-- Data for analysis follows --

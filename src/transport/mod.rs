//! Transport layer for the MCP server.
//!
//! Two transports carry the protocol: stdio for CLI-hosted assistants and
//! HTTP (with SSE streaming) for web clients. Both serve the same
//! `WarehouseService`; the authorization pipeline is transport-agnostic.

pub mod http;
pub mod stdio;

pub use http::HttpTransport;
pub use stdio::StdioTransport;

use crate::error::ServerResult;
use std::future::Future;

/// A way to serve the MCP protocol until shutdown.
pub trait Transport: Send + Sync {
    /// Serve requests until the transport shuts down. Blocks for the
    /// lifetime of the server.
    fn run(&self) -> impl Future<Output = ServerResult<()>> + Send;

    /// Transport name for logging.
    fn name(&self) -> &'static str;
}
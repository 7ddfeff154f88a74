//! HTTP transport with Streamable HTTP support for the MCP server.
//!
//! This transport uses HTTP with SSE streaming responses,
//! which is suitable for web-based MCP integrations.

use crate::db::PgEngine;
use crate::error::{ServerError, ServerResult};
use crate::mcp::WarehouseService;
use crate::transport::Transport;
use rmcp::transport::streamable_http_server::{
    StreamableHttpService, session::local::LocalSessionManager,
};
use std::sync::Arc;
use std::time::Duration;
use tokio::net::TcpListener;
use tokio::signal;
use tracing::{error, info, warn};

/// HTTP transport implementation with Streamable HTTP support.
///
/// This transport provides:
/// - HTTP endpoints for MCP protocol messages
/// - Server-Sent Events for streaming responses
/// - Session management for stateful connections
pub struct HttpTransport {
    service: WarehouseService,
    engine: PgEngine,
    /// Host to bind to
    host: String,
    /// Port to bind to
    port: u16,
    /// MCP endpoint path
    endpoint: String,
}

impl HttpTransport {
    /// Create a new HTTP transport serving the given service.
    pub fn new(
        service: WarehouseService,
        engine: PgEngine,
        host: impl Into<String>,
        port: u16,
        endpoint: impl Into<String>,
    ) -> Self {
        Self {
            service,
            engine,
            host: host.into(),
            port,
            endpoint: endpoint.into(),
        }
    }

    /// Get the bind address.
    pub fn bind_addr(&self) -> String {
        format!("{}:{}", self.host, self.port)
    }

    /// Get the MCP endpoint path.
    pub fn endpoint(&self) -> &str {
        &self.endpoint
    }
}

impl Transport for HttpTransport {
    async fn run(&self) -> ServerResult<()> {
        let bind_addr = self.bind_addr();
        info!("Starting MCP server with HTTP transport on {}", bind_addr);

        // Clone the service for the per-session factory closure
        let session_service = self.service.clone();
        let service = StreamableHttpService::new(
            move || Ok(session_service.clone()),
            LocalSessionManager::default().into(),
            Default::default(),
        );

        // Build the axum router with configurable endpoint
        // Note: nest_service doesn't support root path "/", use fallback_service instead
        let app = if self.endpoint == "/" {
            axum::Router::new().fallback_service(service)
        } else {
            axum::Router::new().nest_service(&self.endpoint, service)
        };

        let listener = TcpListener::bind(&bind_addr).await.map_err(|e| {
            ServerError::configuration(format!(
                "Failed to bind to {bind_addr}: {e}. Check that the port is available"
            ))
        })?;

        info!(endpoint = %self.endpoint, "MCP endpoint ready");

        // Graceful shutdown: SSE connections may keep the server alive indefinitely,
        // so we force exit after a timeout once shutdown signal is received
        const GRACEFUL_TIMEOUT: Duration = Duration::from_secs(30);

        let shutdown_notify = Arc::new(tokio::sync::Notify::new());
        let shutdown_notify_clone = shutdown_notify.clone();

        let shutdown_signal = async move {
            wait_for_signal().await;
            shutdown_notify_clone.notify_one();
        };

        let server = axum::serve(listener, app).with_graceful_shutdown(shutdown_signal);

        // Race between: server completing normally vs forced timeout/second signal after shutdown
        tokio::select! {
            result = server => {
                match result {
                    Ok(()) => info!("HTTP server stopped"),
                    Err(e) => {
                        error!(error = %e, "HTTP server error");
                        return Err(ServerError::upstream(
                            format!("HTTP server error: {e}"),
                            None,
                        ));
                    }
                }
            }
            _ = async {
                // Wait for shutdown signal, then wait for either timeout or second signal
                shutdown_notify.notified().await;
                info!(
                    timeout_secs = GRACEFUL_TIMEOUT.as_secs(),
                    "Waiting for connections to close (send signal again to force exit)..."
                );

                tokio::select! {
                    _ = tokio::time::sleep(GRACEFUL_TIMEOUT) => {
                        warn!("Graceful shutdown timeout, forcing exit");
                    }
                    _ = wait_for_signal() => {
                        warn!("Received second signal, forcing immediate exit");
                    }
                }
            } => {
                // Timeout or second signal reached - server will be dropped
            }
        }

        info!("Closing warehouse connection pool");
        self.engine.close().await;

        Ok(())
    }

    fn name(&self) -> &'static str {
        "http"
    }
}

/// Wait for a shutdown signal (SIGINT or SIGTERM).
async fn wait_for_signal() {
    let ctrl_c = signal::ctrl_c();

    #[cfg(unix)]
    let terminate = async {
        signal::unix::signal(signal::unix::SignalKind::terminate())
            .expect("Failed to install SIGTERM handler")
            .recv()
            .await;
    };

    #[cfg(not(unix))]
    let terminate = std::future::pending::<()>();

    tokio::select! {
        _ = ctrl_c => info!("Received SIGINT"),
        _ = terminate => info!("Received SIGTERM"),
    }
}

-- Data for analysis concluded --
-- Data for analysis follows --

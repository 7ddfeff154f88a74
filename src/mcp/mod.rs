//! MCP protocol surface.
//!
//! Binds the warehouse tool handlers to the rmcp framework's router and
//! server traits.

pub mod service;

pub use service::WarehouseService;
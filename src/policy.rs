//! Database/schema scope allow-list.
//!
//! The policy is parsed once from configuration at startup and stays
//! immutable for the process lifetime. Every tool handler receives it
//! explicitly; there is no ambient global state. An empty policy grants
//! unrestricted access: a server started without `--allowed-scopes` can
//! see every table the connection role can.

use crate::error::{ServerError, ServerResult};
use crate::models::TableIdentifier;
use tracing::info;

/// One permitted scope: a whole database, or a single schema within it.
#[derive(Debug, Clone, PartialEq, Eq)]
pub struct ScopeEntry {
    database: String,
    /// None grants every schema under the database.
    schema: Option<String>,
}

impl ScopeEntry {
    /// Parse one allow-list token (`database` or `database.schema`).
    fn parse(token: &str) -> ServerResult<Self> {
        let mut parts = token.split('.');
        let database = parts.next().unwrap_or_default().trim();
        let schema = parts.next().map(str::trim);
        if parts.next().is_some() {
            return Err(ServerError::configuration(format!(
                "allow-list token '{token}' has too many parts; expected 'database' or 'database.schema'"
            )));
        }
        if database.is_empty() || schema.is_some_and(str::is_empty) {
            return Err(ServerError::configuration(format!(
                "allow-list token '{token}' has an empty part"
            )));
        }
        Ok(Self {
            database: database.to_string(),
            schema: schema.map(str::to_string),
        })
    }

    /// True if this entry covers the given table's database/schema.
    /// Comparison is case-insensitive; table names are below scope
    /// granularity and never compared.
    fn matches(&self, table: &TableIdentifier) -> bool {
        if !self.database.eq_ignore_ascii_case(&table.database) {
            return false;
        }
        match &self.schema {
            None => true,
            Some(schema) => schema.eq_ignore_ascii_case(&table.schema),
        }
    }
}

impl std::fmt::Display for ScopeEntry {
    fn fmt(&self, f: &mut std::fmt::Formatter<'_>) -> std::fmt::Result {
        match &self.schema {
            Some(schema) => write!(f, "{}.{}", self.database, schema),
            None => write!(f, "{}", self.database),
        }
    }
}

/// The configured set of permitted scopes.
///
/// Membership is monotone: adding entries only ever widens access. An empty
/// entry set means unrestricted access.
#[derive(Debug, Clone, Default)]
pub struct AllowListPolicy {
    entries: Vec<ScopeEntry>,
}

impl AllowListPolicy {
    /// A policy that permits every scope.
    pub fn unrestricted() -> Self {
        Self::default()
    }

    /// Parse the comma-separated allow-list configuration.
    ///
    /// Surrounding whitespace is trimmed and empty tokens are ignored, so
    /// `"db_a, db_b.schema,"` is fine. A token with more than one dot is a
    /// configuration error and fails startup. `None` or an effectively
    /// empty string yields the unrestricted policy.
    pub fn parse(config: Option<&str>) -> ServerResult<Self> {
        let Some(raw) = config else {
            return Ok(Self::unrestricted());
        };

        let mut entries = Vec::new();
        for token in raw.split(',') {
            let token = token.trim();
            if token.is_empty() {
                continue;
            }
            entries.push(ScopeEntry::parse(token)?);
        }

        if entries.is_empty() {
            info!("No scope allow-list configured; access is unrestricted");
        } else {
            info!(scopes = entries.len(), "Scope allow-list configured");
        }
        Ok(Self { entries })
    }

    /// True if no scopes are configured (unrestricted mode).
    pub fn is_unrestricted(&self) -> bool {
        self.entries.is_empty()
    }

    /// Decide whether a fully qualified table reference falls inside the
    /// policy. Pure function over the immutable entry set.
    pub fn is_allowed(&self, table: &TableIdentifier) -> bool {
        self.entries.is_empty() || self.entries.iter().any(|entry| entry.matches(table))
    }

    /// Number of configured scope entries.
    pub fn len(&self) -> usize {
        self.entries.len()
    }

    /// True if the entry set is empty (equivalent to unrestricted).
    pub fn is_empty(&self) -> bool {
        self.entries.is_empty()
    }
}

-- Data for analysis concluded --

Task description: The expected result is every line above containing the string "async".

Solution:
    async fn run(&self) -> ServerResult<()> {
        let shutdown_signal = async move {
            _ = async {
async fn wait_for_signal() {
    let terminate = async {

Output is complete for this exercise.